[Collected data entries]
——
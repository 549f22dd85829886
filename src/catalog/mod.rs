//! # Variable star catalog
//!
//! The catalog is an ordered list of [`CatalogEntry`] records, stored as a JSON array and read
//! once per search. This module owns:
//!
//! - The [`CatalogEntry`] record and its JSON layout.
//! - The **catalog filter**: cheap predicates ([`CatalogEntry::passes_magnitude`],
//!   [`CatalogEntry::has_valid_period`], [`CatalogEntry::passes`]) applied before any
//!   trigonometry.
//! - JSON I/O ([`load_catalog`], [`write_catalog`]) and the two published datasets
//!   ([`CatalogKind`]).
//! - The catalog builder, which turns the GCVS catalogue and the Krakow ephemeris list into a
//!   JSON catalog ([`gcvs_reader`], [`krakow_reader`], [`merge`]).
//!
//! ## JSON layout
//!
//! ```text
//! {
//!   "names": { "GCVS": "bet Per", "Krakow": "PER BETA" },
//!   "type": "EA/SD",
//!   "maximumMagnitude": 2.09,
//!   "minimumMagnitude": 3.3,
//!   "epoch": 2445641.5135,
//!   "period": 2.8673043,
//!   "eclipseTime": 0.4014,
//!   "rightAscension": 0.8210,
//!   "declination": 0.7148,
//!   "spectralType": "B8V"
//! }
//! ```
//!
//! Angles are radians, `epoch` is a Julian Date, `period` and `eclipseTime` are days.
pub mod gcvs_reader;
pub mod krakow_reader;
pub mod merge;

use std::collections::BTreeMap;
use std::fmt;
use std::fs::File;
use std::io::{BufReader, BufWriter, Write};
use std::str::FromStr;

use camino::{Utf8Path, Utf8PathBuf};
use serde::{Deserialize, Serialize};

use crate::constants::{Day, JulianDate, Magnitude, Radian, FAST_PERIOD_THRESHOLD};
use crate::predictor_errors::PredictorError;
use crate::search_params::SearchParams;

/// One variable or eclipsing binary star.
#[derive(Debug, Clone, PartialEq, Serialize, Deserialize)]
#[serde(rename_all = "camelCase")]
pub struct CatalogEntry {
    /// Identifiers keyed by catalogue name (`"GCVS"`, `"Krakow"`, ...)
    pub names: BTreeMap<String, String>,
    /// GCVS variability type (e.g. `"EA"`, `"EW"`, `"DSCT"`)
    #[serde(rename = "type")]
    pub variable_type: String,
    pub minimum_magnitude: Magnitude,
    pub maximum_magnitude: Magnitude,
    /// Reference event (minimum or maximum light)
    pub epoch: JulianDate,
    /// Zero or negative means non-periodic
    pub period: Day,
    /// Full eclipse duration, zero for a point-in-time extremum
    pub eclipse_time: Day,
    pub right_ascension: Radian,
    pub declination: Radian,
    #[serde(default)]
    pub spectral_type: String,
}

impl CatalogEntry {
    /// False when either magnitude is fainter than `max_magnitude`.
    pub fn passes_magnitude(&self, max_magnitude: Magnitude) -> bool {
        !(self.minimum_magnitude > max_magnitude || self.maximum_magnitude > max_magnitude)
    }

    /// True for a strictly positive period.
    pub fn has_valid_period(&self) -> bool {
        self.period > 0.0
    }

    /// Periodic source varying too fast to enumerate its cycles.
    pub fn is_fast_varying(&self) -> bool {
        self.has_valid_period() && self.period <= FAST_PERIOD_THRESHOLD
    }

    /// Pre-filter of the eclipse search.
    ///
    /// Composes the magnitude check with the period check when the search mode only
    /// accepts periodic entries.
    pub fn passes(&self, params: &SearchParams) -> bool {
        self.passes_magnitude(params.max_magnitude())
            && (!params.mode().requires_period() || self.has_valid_period())
    }

    /// Preferred display name: the GCVS designation, else the first identifier.
    pub fn display_name(&self) -> &str {
        self.names
            .get(merge::GCVS_KEY)
            .or_else(|| self.names.values().next())
            .map(String::as_str)
            .unwrap_or("")
    }
}

/// The two datasets published for searches.
#[derive(Debug, Clone, Copy, PartialEq, Eq, Hash)]
pub enum CatalogKind {
    Eclipsing,
    Pulsating,
}

impl CatalogKind {
    pub fn file_name(&self) -> &'static str {
        match self {
            CatalogKind::Eclipsing => "eclipsingVariableStarData.json",
            CatalogKind::Pulsating => "pulsatingVariableStarData.json",
        }
    }

    /// Location of this dataset inside `data_dir`
    pub fn path_in(&self, data_dir: &Utf8Path) -> Utf8PathBuf {
        data_dir.join(self.file_name())
    }
}

impl FromStr for CatalogKind {
    type Err = PredictorError;

    fn from_str(s: &str) -> Result<Self, Self::Err> {
        match s.trim().to_ascii_lowercase().as_str() {
            "eclipsing" => Ok(CatalogKind::Eclipsing),
            "pulsating" => Ok(CatalogKind::Pulsating),
            _ => Err(PredictorError::InvalidCatalogKind(s.to_string())),
        }
    }
}

impl fmt::Display for CatalogKind {
    fn fmt(&self, f: &mut fmt::Formatter<'_>) -> fmt::Result {
        match self {
            CatalogKind::Eclipsing => write!(f, "eclipsing"),
            CatalogKind::Pulsating => write!(f, "pulsating"),
        }
    }
}

/// Read a JSON catalog file.
///
/// Arguments
/// -----------------
/// * `path`: path of a JSON array of [`CatalogEntry`].
///
/// Return
/// ----------
/// * The entries in file order, or [`PredictorError::IoError`] /
///   [`PredictorError::CatalogFormat`].
pub fn load_catalog(path: &Utf8Path) -> Result<Vec<CatalogEntry>, PredictorError> {
    let reader = BufReader::new(File::open(path)?);
    let entries: Vec<CatalogEntry> = serde_json::from_reader(reader)?;
    log::debug!("loaded {} catalog entries from {path}", entries.len());
    Ok(entries)
}

/// Write a catalog as a pretty-printed JSON array.
pub fn write_catalog(path: &Utf8Path, entries: &[CatalogEntry]) -> Result<(), PredictorError> {
    let mut writer = BufWriter::new(File::create(path)?);
    serde_json::to_writer_pretty(&mut writer, entries)?;
    writer.flush()?;
    log::debug!("wrote {} catalog entries to {path}", entries.len());
    Ok(())
}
——
GOAL OF THE EXERCISE: Reproduce, word for word and in full, only the lines above that start at the line with "data_dir.join(self.file_name())" and run through the line with "serde_json::to_writer_pretty(&mut writer, entries)?;", both ends included.

RESULT:
        data_dir.join(self.file_name())
    }
}

impl FromStr for CatalogKind {
    type Err = PredictorError;

    fn from_str(s: &str) -> Result<Self, Self::Err> {
        match s.trim().to_ascii_lowercase().as_str() {
            "eclipsing" => Ok(CatalogKind::Eclipsing),
            "pulsating" => Ok(CatalogKind::Pulsating),
            _ => Err(PredictorError::InvalidCatalogKind(s.to_string())),
        }
    }
}

impl fmt::Display for CatalogKind {
    fn fmt(&self, f: &mut fmt::Formatter<'_>) -> fmt::Result {
        match self {
            CatalogKind::Eclipsing => write!(f, "eclipsing"),
            CatalogKind::Pulsating => write!(f, "pulsating"),
        }
    }
}

/// Read a JSON catalog file.
///
/// Arguments
/// -----------------
/// * `path`: path of a JSON array of [`CatalogEntry`].
///
/// Return
/// ----------
/// * The entries in file order, or [`PredictorError::IoError`] /
///   [`PredictorError::CatalogFormat`].
pub fn load_catalog(path: &Utf8Path) -> Result<Vec<CatalogEntry>, PredictorError> {
    let reader = BufReader::new(File::open(path)?);
    let entries: Vec<CatalogEntry> = serde_json::from_reader(reader)?;
    log::debug!("loaded {} catalog entries from {path}", entries.len());
    Ok(entries)
}

/// Write a catalog as a pretty-printed JSON array.
pub fn write_catalog(path: &Utf8Path, entries: &[CatalogEntry]) -> Result<(), PredictorError> {
    let mut writer = BufWriter::new(File::create(path)?);
    serde_json::to_writer_pretty(&mut writer, entries)?;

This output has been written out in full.